Exercise description: A set of records appears below. Print them all, word for word.

[Stored items]
• • • • • • •

use chrono::{DateTime, Utc};
use serde::{Deserialize, Serialize};
use std::collections::BTreeMap;
use strum::Display;

/// Schema version written by this engine generation.
pub const SCHEMA_VERSION: &str = "slo.v3";

/// Where the measurement ran relative to the system under test.
#[derive(Debug, Clone, Copy, Default, PartialEq, Eq, Hash, Display, Serialize, Deserialize)]
#[serde(rename_all = "lowercase")]
#[strum(serialize_all = "lowercase")]
pub enum RunLocation {
    #[default]
    Inside,
    Outside,
}

/// What triggered the capture of the measurement window.
#[derive(Debug, Clone, Copy, Default, PartialEq, Eq, Hash, Display, Serialize, Deserialize)]
#[serde(rename_all = "lowercase")]
#[strum(serialize_all = "lowercase")]
pub enum RunTrigger {
    #[default]
    None,
    Annotation,
}

#[derive(Debug, Clone, Copy, Default, PartialEq, Eq, Serialize, Deserialize)]
pub struct RunMode {
    pub location: RunLocation,
    pub trigger: RunTrigger,
}

/// Description of one measurement window, echoed into the summary.
#[derive(Debug, Clone, Default, PartialEq, Eq, Serialize, Deserialize)]
#[serde(rename_all = "camelCase")]
pub struct RunConfig {
    #[serde(default)]
    pub run_id: String,

    #[serde(default, skip_serializing_if = "Option::is_none")]
    pub started_at: Option<DateTime<Utc>>,

    #[serde(default, skip_serializing_if = "Option::is_none")]
    pub finished_at: Option<DateTime<Utc>>,

    #[serde(default)]
    pub mode: RunMode,

    #[serde(default)]
    pub tags: BTreeMap<String, String>,

    /// Format hint for downstream tooling, empty when unset.
    #[serde(default)]
    pub format: String,

    /// Pointers to raw artifacts backing the run, such as the snapshot files.
    #[serde(default)]
    pub evidence_paths: BTreeMap<String, String>,
}

/// Outcome of judging one indicator.
#[derive(Debug, Clone, Copy, PartialEq, Eq, Hash, Display, Serialize, Deserialize)]
#[serde(rename_all = "lowercase")]
#[strum(serialize_all = "lowercase")]
pub enum Status {
    Pass,
    Warn,
    Fail,
    Skip,
}

#[derive(Debug, Clone, PartialEq, Serialize, Deserialize)]
#[serde(rename_all = "camelCase")]
pub struct SliResult {
    pub id: String,
    pub title: String,
    pub unit: String,
    pub kind: String,
    pub description: String,

    #[serde(default, skip_serializing_if = "Option::is_none")]
    pub value: Option<f64>,

    pub status: Status,

    #[serde(default, skip_serializing_if = "Option::is_none")]
    pub reason: Option<String>,

    pub inputs_used: Vec<String>,
    pub inputs_missing: Vec<String>,
}

/// The result artifact of one engine run.
#[derive(Debug, Clone, PartialEq, Serialize, Deserialize)]
#[serde(rename_all = "camelCase")]
pub struct Summary {
    pub schema_version: String,
    pub generated_at: DateTime<Utc>,
    pub config: RunConfig,
    pub results: Vec<SliResult>,
    pub warnings: Vec<String>,
}

impl Summary {
    /// Whether any result failed its judge rules.
    #[must_use]
    pub fn has_failures(&self) -> bool {
        self.results.iter().any(|r| r.status == Status::Fail)
    }

    #[must_use]
    pub fn count(&self, status: Status) -> usize {
        self.results.iter().filter(|r| r.status == status).count()
    }
}

#[cfg(test)]
mod tests {
    use super::*;
    use chrono::TimeZone;

    fn result(status: Status, value: Option<f64>, reason: Option<&str>) -> SliResult {
        SliResult {
            id: "reconcile_error_delta".to_string(),
            title: "reconcile error delta".to_string(),
            unit: "count".to_string(),
            kind: "delta_counter".to_string(),
            description: String::new(),
            value,
            status,
            reason: reason.map(str::to_string),
            inputs_used: vec!["x".to_string()],
            inputs_missing: vec![],
        }
    }

    #[test]
    fn test_json_field_names() {
        let summary = Summary {
            schema_version: SCHEMA_VERSION.to_string(),
            generated_at: Utc.with_ymd_and_hms(2024, 1, 15, 10, 30, 0).unwrap(),
            config: RunConfig {
                run_id: "run-1".to_string(),
                started_at: Some(Utc.with_ymd_and_hms(2024, 1, 15, 10, 0, 0).unwrap()),
                finished_at: Some(Utc.with_ymd_and_hms(2024, 1, 15, 10, 5, 0).unwrap()),
                mode: RunMode {
                    location: RunLocation::Outside,
                    trigger: RunTrigger::Annotation,
                },
                tags: BTreeMap::from([("suite".to_string(), "e2e".to_string())]),
                format: "v4".to_string(),
                evidence_paths: BTreeMap::new(),
            },
            results: vec![result(Status::Fail, Some(3.0), Some("rule fail: value > 2"))],
            warnings: vec![],
        };

        let json = serde_json::to_value(&summary).unwrap();
        assert_eq!(json["schemaVersion"], "slo.v3");
        assert_eq!(json["generatedAt"], "2024-01-15T10:30:00Z");
        assert_eq!(json["config"]["runId"], "run-1");
        assert_eq!(json["config"]["startedAt"], "2024-01-15T10:00:00Z");
        assert_eq!(json["config"]["finishedAt"], "2024-01-15T10:05:00Z");
        assert_eq!(json["config"]["mode"]["location"], "outside");
        assert_eq!(json["config"]["mode"]["trigger"], "annotation");
        assert_eq!(json["config"]["tags"]["suite"], "e2e");
        assert_eq!(json["config"]["format"], "v4");
        assert!(json["config"]["evidencePaths"].as_object().unwrap().is_empty());
        assert_eq!(json["results"][0]["status"], "fail");
        assert_eq!(json["results"][0]["value"], 3.0);
        assert_eq!(json["results"][0]["reason"], "rule fail: value > 2");
        assert_eq!(json["results"][0]["inputsUsed"][0], "x");
        assert!(json["results"][0]["inputsMissing"].as_array().unwrap().is_empty());
        assert!(json["warnings"].as_array().unwrap().is_empty());
    }

    #[test]
    fn test_optional_fields_are_omitted() {
        let json = serde_json::to_value(result(Status::Skip, None, None)).unwrap();
        let obj = json.as_object().unwrap();
        assert!(!obj.contains_key("value"));
        assert!(!obj.contains_key("reason"));
        assert_eq!(json["status"], "skip");
    }

    #[test]
    fn test_status_display() {
        assert_eq!(Status::Pass.to_string(), "pass");
        assert_eq!(Status::Warn.to_string(), "warn");
        assert_eq!(Status::Fail.to_string(), "fail");
        assert_eq!(Status::Skip.to_string(), "skip");
    }

    #[test]
    fn test_counts() {
        let summary = Summary {
            schema_version: SCHEMA_VERSION.to_string(),
            generated_at: Utc::now(),
            config: RunConfig::default(),
            results: vec![
                result(Status::Pass, Some(1.0), None),
                result(Status::Fail, Some(1.0), None),
                result(Status::Fail, Some(1.0), None),
            ],
            warnings: vec![],
        };

        assert!(summary.has_failures());
        assert_eq!(summary.count(Status::Fail), 2);
        assert_eq!(summary.count(Status::Warn), 0);
    }
}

• • • • • • •

Solution to the exercise:
use chrono::{DateTime, Utc};
use serde::{Deserialize, Serialize};
use std::collections::BTreeMap;
use strum::Display;

/// Schema version written by this engine generation.
pub const SCHEMA_VERSION: &str = "slo.v3";

/// Where the measurement ran relative to the system under test.
#[derive(Debug, Clone, Copy, Default, PartialEq, Eq, Hash, Display, Serialize, Deserialize)]
#[serde(rename_all = "lowercase")]
#[strum(serialize_all = "lowercase")]
pub enum RunLocation {
    #[default]
    Inside,
    Outside,
}

/// What triggered the capture of the measurement window.
#[derive(Debug, Clone, Copy, Default, PartialEq, Eq, Hash, Display, Serialize, Deserialize)]
#[serde(rename_all = "lowercase")]
#[strum(serialize_all = "lowercase")]
pub enum RunTrigger {
    #[default]
    None,
    Annotation,
}

#[derive(Debug, Clone, Copy, Default, PartialEq, Eq, Serialize, Deserialize)]
pub struct RunMode {
    pub location: RunLocation,
    pub trigger: RunTrigger,
}

/// Description of one measurement window, echoed into the summary.
#[derive(Debug, Clone, Default, PartialEq, Eq, Serialize, Deserialize)]
#[serde(rename_all = "camelCase")]
pub struct RunConfig {
    #[serde(default)]
    pub run_id: String,

    #[serde(default, skip_serializing_if = "Option::is_none")]
    pub started_at: Option<DateTime<Utc>>,

    #[serde(default, skip_serializing_if = "Option::is_none")]
    pub finished_at: Option<DateTime<Utc>>,

    #[serde(default)]
    pub mode: RunMode,

    #[serde(default)]
    pub tags: BTreeMap<String, String>,

    /// Format hint for downstream tooling, empty when unset.
    #[serde(default)]
    pub format: String,

    /// Pointers to raw artifacts backing the run, such as the snapshot files.
    #[serde(default)]
    pub evidence_paths: BTreeMap<String, String>,
}

/// Outcome of judging one indicator.
#[derive(Debug, Clone, Copy, PartialEq, Eq, Hash, Display, Serialize, Deserialize)]
#[serde(rename_all = "lowercase")]
#[strum(serialize_all = "lowercase")]
pub enum Status {
    Pass,
    Warn,
    Fail,
    Skip,
}

#[derive(Debug, Clone, PartialEq, Serialize, Deserialize)]
#[serde(rename_all = "camelCase")]
pub struct SliResult {
    pub id: String,
    pub title: String,
    pub unit: String,
    pub kind: String,
    pub description: String,

    #[serde(default, skip_serializing_if = "Option::is_none")]
    pub value: Option<f64>,

    pub status: Status,

    #[serde(default, skip_serializing_if = "Option::is_none")]
    pub reason: Option<String>,

    pub inputs_used: Vec<String>,
    pub inputs_missing: Vec<String>,
}

/// The result artifact of one engine run.
#[derive(Debug, Clone, PartialEq, Serialize, Deserialize)]
#[serde(rename_all = "camelCase")]
pub struct Summary {
    pub schema_version: String,
    pub generated_at: DateTime<Utc>,
    pub config: RunConfig,
    pub results: Vec<SliResult>,
    pub warnings: Vec<String>,
}

impl Summary {
    /// Whether any result failed its judge rules.
    #[must_use]
    pub fn has_failures(&self) -> bool {
        self.results.iter().any(|r| r.status == Status::Fail)
    }

    #[must_use]
    pub fn count(&self, status: Status) -> usize {
        self.results.iter().filter(|r| r.status == status).count()
    }
}

#[cfg(test)]
mod tests {
    use super::*;
    use chrono::TimeZone;

    fn result(status: Status, value: Option<f64>, reason: Option<&str>) -> SliResult {
        SliResult {
            id: "reconcile_error_delta".to_string(),
            title: "reconcile error delta".to_string(),
            unit: "count".to_string(),
            kind: "delta_counter".to_string(),
            description: String::new(),
            value,
            status,
            reason: reason.map(str::to_string),
            inputs_used: vec!["x".to_string()],
            inputs_missing: vec![],
        }
    }

    #[test]
    fn test_json_field_names() {
        let summary = Summary {
            schema_version: SCHEMA_VERSION.to_string(),
            generated_at: Utc.with_ymd_and_hms(2024, 1, 15, 10, 30, 0).unwrap(),
            config: RunConfig {
                run_id: "run-1".to_string(),
                started_at: Some(Utc.with_ymd_and_hms(2024, 1, 15, 10, 0, 0).unwrap()),
                finished_at: Some(Utc.with_ymd_and_hms(2024, 1, 15, 10, 5, 0).unwrap()),
                mode: RunMode {
                    location: RunLocation::Outside,
                    trigger: RunTrigger::Annotation,
                },
                tags: BTreeMap::from([("suite".to_string(), "e2e".to_string())]),
                format: "v4".to_string(),
                evidence_paths: BTreeMap::new(),
            },
            results: vec![result(Status::Fail, Some(3.0), Some("rule fail: value > 2"))],
            warnings: vec![],
        };

        let json = serde_json::to_value(&summary).unwrap();
        assert_eq!(json["schemaVersion"], "slo.v3");
        assert_eq!(json["generatedAt"], "2024-01-15T10:30:00Z");
        assert_eq!(json["config"]["runId"], "run-1");
        assert_eq!(json["config"]["startedAt"], "2024-01-15T10:00:00Z");
        assert_eq!(json["config"]["finishedAt"], "2024-01-15T10:05:00Z");
        assert_eq!(json["config"]["mode"]["location"], "outside");
        assert_eq!(json["config"]["mode"]["trigger"], "annotation");
        assert_eq!(json["config"]["tags"]["suite"], "e2e");
        assert_eq!(json["config"]["format"], "v4");
        assert!(json["config"]["evidencePaths"].as_object().unwrap().is_empty());
        assert_eq!(json["results"][0]["status"], "fail");
        assert_eq!(json["results"][0]["value"], 3.0);
        assert_eq!(json["results"][0]["reason"], "rule fail: value > 2");
        assert_eq!(json["results"][0]["inputsUsed"][0], "x");
        assert!(json["results"][0]["inputsMissing"].as_array().unwrap().is_empty());
        assert!(json["warnings"].as_array().unwrap().is_empty());
    }

    #[test]
    fn test_optional_fields_are_omitted() {
        let json = serde_json::to_value(result(Status::Skip, None, None)).unwrap();
        let obj = json.as_object().unwrap();
        assert!(!obj.contains_key("value"));
        assert!(!obj.contains_key("reason"));
        assert_eq!(json["status"], "skip");
    }

    #[test]
    fn test_status_display() {
        assert_eq!(Status::Pass.to_string(), "pass");
        assert_eq!(Status::Warn.to_string(), "warn");
        assert_eq!(Status::Fail.to_string(), "fail");
        assert_eq!(Status::Skip.to_string(), "skip");
    }

    #[test]
    fn test_counts() {
        let summary = Summary {
            schema_version: SCHEMA_VERSION.to_string(),
            generated_at: Utc::now(),
            config: RunConfig::default(),
            results: vec![
                result(Status::Pass, Some(1.0), None),
                result(Status::Fail, Some(1.0), None),
                result(Status::Fail, Some(1.0), None),
            ],
            warnings: vec![],
        };

        assert!(summary.has_failures());
        assert_eq!(summary.count(Status::Fail), 2);
        assert_eq!(summary.count(Status::Warn), 0);
    }
}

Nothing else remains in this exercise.